Saved entries:
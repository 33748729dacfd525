// Copyright (c) 2025 Jonathan Fontanez
// SPDX-License-Identifier: BUSL-1.1

use std::fmt;
use std::panic::Location;
use std::sync::Arc;

use super::Value;
use crate::error::Result;

/// Signature of a client-owned function body.
pub type CallbackFn = dyn Fn(Vec<Value>) -> Result<Value> + Send + Sync;

/// A function owned by this process that the host may be handed and call back.
///
/// Identity is the shared allocation: clones are the same function, two
/// separately constructed functions are never the same function even if
/// their bodies are identical.
#[derive(Clone)]
pub struct ClientFunction {
    inner: Arc<FunctionInner>,
}

struct FunctionInner {
    body: Box<CallbackFn>,
    arity: u32,
    location: &'static Location<'static>,
    returns_value: bool,
}

impl ClientFunction {
    /// Wrap a closure. `arity` is the declared parameter count reported to the host.
    ///
    /// The caller's source location is kept as the call-site label used for
    /// leak diagnostics.
    #[track_caller]
    pub fn new<F>(arity: u32, body: F) -> Self
    where
        F: Fn(Vec<Value>) -> Result<Value> + Send + Sync + 'static,
    {
        Self::with_location(arity, Location::caller(), body)
    }

    /// Like [`ClientFunction::new`] but labelled with an explicit location,
    /// for functions built on a user's behalf deep inside the library.
    pub fn with_location<F>(arity: u32, location: &'static Location<'static>, body: F) -> Self
    where
        F: Fn(Vec<Value>) -> Result<Value> + Send + Sync + 'static,
    {
        Self {
            inner: Arc::new(FunctionInner {
                body: Box::new(body),
                arity,
                location,
                returns_value: false,
            }),
        }
    }

    /// A thunk that returns `value` when called. Marshaled as
    /// `function-with-return-value`, so the host never calls back for it.
    #[track_caller]
    pub fn returning(value: Value) -> Self {
        Self {
            inner: Arc::new(FunctionInner {
                body: Box::new(move |_| Ok(value.clone())),
                arity: 0,
                location: Location::caller(),
                returns_value: true,
            }),
        }
    }

    /// Does nothing and returns `undefined`.
    #[track_caller]
    pub fn noop() -> Self {
        Self::new(0, |_| Ok(Value::Undefined))
    }

    pub fn call(&self, args: Vec<Value>) -> Result<Value> {
        (self.inner.body)(args)
    }

    pub fn arity(&self) -> u32 {
        self.inner.arity
    }

    /// `file:line:column` where this function was constructed.
    pub fn location(&self) -> String {
        let location = self.inner.location;
        format!(
            "{}:{}:{}",
            location.file(),
            location.line(),
            location.column()
        )
    }

    pub fn returns_value(&self) -> bool {
        self.inner.returns_value
    }

    pub fn ptr_eq(&self, other: &ClientFunction) -> bool {
        Arc::ptr_eq(&self.inner, &other.inner)
    }

    pub(crate) fn identity(&self) -> usize {
        Arc::as_ptr(&self.inner) as *const () as usize
    }
}

impl fmt::Debug for ClientFunction {
    fn fmt(&self, f: &mut fmt::Formatter<'_>) -> fmt::Result {
        f.debug_struct("ClientFunction")
            .field("arity", &self.inner.arity)
            .field("location", &self.location())
            .field("returns_value", &self.inner.returns_value)
            .finish()
    }
}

= Task prompt =
Looking at the records above, work out how many lines include the string "owned". Give the number and nothing else.

= Result of this task =
2